> _Exercise_: Only a number is expected: the count of lines in the listing where "Plus" occurs.

*** Provided material ***

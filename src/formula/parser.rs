//! 公式语法分析：递归下降，生成表达式树
//!
//! ```text
//! expr    := term (('+' | '-') term)*
//! term    := unary (('*' | '/') unary)*
//! unary   := ('+' | '-') unary | primary
//! primary := NUMBER | IDENT | FUNC '(' expr (',' expr)* ')' | '(' expr ')'
//! ```

use std::collections::BTreeSet;

use super::lexer::{Spanned, Token, tokenize};
use crate::errors::{NotaDezError, Result};

#[derive(Debug, Clone, Copy, PartialEq, Eq)]
pub enum BinaryOp {
    Add,
    Sub,
    Mul,
    Div,
}

#[derive(Debug, Clone, Copy, PartialEq, Eq)]
pub enum Function {
    Min,
    Max,
    Avg,
    Sum,
}

impl Function {
    pub fn from_name(name: &str) -> Option<Self> {
        match name.to_ascii_uppercase().as_str() {
            "MIN" => Some(Function::Min),
            "MAX" => Some(Function::Max),
            "AVG" | "MEDIA" => Some(Function::Avg),
            "SUM" | "SOMA" => Some(Function::Sum),
            _ => None,
        }
    }
}

#[derive(Debug, Clone, PartialEq)]
pub enum Expr {
    Number(f64),
    /// 成绩组成项缩写
    Component(String),
    Neg(Box<Expr>),
    Binary {
        op: BinaryOp,
        lhs: Box<Expr>,
        rhs: Box<Expr>,
    },
    Call {
        func: Function,
        args: Vec<Expr>,
    },
}

impl Expr {
    /// 收集表达式中引用的所有缩写
    pub fn collect_references(&self, out: &mut BTreeSet<String>) {
        match self {
            Expr::Number(_) => {}
            Expr::Component(name) => {
                out.insert(name.clone());
            }
            Expr::Neg(inner) => inner.collect_references(out),
            Expr::Binary { lhs, rhs, .. } => {
                lhs.collect_references(out);
                rhs.collect_references(out);
            }
            Expr::Call { args, .. } => {
                for arg in args {
                    arg.collect_references(out);
                }
            }
        }
    }
}

struct Parser {
    tokens: Vec<Spanned>,
    pos: usize,
    source_len: usize,
}

impl Parser {
    fn peek(&self) -> Option<&Token> {
        self.tokens.get(self.pos).map(|s| &s.token)
    }

    fn peek_at(&self, offset: usize) -> Option<&Token> {
        self.tokens.get(self.pos + offset).map(|s| &s.token)
    }

    fn advance(&mut self) -> Option<Spanned> {
        let next = self.tokens.get(self.pos).cloned();
        if next.is_some() {
            self.pos += 1;
        }
        next
    }

    fn position(&self) -> usize {
        self.tokens
            .get(self.pos)
            .map(|s| s.pos)
            .unwrap_or(self.source_len)
            + 1
    }

    fn unexpected(&self) -> NotaDezError {
        match self.peek() {
            Some(token) => NotaDezError::formula(format!(
                "Unexpected {} at position {}",
                token.describe(),
                self.position()
            )),
            None => NotaDezError::formula("Unexpected end of formula"),
        }
    }

    fn expect(&mut self, expected: Token) -> Result<()> {
        if self.peek() == Some(&expected) {
            self.pos += 1;
            Ok(())
        } else {
            Err(match self.peek() {
                Some(_) => NotaDezError::formula(format!(
                    "Expected {} at position {}",
                    expected.describe(),
                    self.position()
                )),
                None => NotaDezError::formula(format!(
                    "Expected {} but the formula ended",
                    expected.describe()
                )),
            })
        }
    }

    fn parse_expr(&mut self) -> Result<Expr> {
        let mut lhs = self.parse_term()?;
        loop {
            let op = match self.peek() {
                Some(Token::Plus) => BinaryOp::Add,
                Some(Token::Minus) => BinaryOp::Sub,
                _ => return Ok(lhs),
            };
            self.pos += 1;
            let rhs = self.parse_term()?;
            lhs = Expr::Binary {
                op,
                lhs: Box::new(lhs),
                rhs: Box::new(rhs),
            };
        }
    }

    fn parse_term(&mut self) -> Result<Expr> {
        let mut lhs = self.parse_unary()?;
        loop {
            let op = match self.peek() {
                Some(Token::Star) => BinaryOp::Mul,
                Some(Token::Slash) => BinaryOp::Div,
                _ => return Ok(lhs),
            };
            self.pos += 1;
            let rhs = self.parse_unary()?;
            lhs = Expr::Binary {
                op,
                lhs: Box::new(lhs),
                rhs: Box::new(rhs),
            };
        }
    }

    fn parse_unary(&mut self) -> Result<Expr> {
        match self.peek() {
            Some(Token::Minus) => {
                self.pos += 1;
                Ok(Expr::Neg(Box::new(self.parse_unary()?)))
            }
            Some(Token::Plus) => {
                self.pos += 1;
                self.parse_unary()
            }
            _ => self.parse_primary(),
        }
    }

    fn parse_primary(&mut self) -> Result<Expr> {
        let is_call = matches!(
            (self.peek(), self.peek_at(1)),
            (Some(Token::Ident(_)), Some(Token::LParen))
        );

        match self.peek().cloned() {
            Some(Token::Number(value)) => {
                self.pos += 1;
                Ok(Expr::Number(value))
            }
            Some(Token::Ident(name)) if is_call => {
                let position = self.position();
                let func = Function::from_name(&name).ok_or_else(|| {
                    NotaDezError::formula(format!(
                        "Unknown function '{name}' at position {position}"
                    ))
                })?;
                self.pos += 2;

                let mut args = vec![self.parse_expr()?];
                while self.peek() == Some(&Token::Comma) {
                    self.pos += 1;
                    args.push(self.parse_expr()?);
                }
                self.expect(Token::RParen)?;
                Ok(Expr::Call { func, args })
            }
            Some(Token::Ident(name)) => {
                self.pos += 1;
                Ok(Expr::Component(name))
            }
            Some(Token::LParen) => {
                self.pos += 1;
                let inner = self.parse_expr()?;
                self.expect(Token::RParen)?;
                Ok(inner)
            }
            _ => Err(self.unexpected()),
        }
    }
}

/// 解析公式文本
pub fn parse(source: &str) -> Result<Expr> {
    let tokens = tokenize(source)?;
    if tokens.is_empty() {
        return Err(NotaDezError::formula("Formula is empty"));
    }

    let mut parser = Parser {
        tokens,
        pos: 0,
        source_len: source.chars().count(),
    };
    let expr = parser.parse_expr()?;

    if parser.advance().is_some() {
        parser.pos -= 1;
        return Err(parser.unexpected());
    }

    Ok(expr)
}

#[cfg(test)]
mod tests {
    use super::*;

    fn component(name: &str) -> Box<Expr> {
        Box::new(Expr::Component(name.to_string()))
    }

    #[test]
    fn test_precedence() {
        let expr = parse("P1 + P2 * 2").unwrap();
        assert_eq!(
            expr,
            Expr::Binary {
                op: BinaryOp::Add,
                lhs: component("P1"),
                rhs: Box::new(Expr::Binary {
                    op: BinaryOp::Mul,
                    lhs: component("P2"),
                    rhs: Box::new(Expr::Number(2.0)),
                }),
            }
        );
    }

    #[test]
    fn test_left_associative_subtraction() {
        let expr = parse("10 - 4 - 3").unwrap();
        match expr {
            Expr::Binary { op, lhs, rhs } => {
                assert_eq!(op, BinaryOp::Sub);
                assert_eq!(*rhs, Expr::Number(3.0));
                assert!(matches!(*lhs, Expr::Binary { op: BinaryOp::Sub, .. }));
            }
            other => panic!("unexpected tree: {other:?}"),
        }
    }

    #[test]
    fn test_function_calls_are_case_insensitive() {
        let expr = parse("max(P1, P2) + Avg(T1, T2, T3)").unwrap();
        let mut refs = BTreeSet::new();
        expr.collect_references(&mut refs);
        assert_eq!(
            refs.into_iter().collect::<Vec<_>>(),
            vec!["P1", "P2", "T1", "T2", "T3"]
        );
    }

    #[test]
    fn test_unknown_function() {
        let err = parse("POW(P1, 2)").unwrap_err();
        assert!(err.message().contains("Unknown function 'POW'"));
    }

    #[test]
    fn test_unbalanced_parentheses() {
        assert!(parse("(P1 + P2").is_err());
        assert!(parse("P1 + P2)").is_err());
    }

    #[test]
    fn test_dangling_operator() {
        let err = parse("P1 +").unwrap_err();
        assert_eq!(err.message(), "Unexpected end of formula");
    }

    #[test]
    fn test_adjacent_operands_rejected() {
        let err = parse("P1 P2").unwrap_err();
        assert!(err.message().contains("'P2'"));
    }

    #[test]
    fn test_empty_formula() {
        assert!(parse("   ").is_err());
        assert!(parse("MIN()").is_err());
    }
}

*** End of Provided material ***

> _Your solution_: 2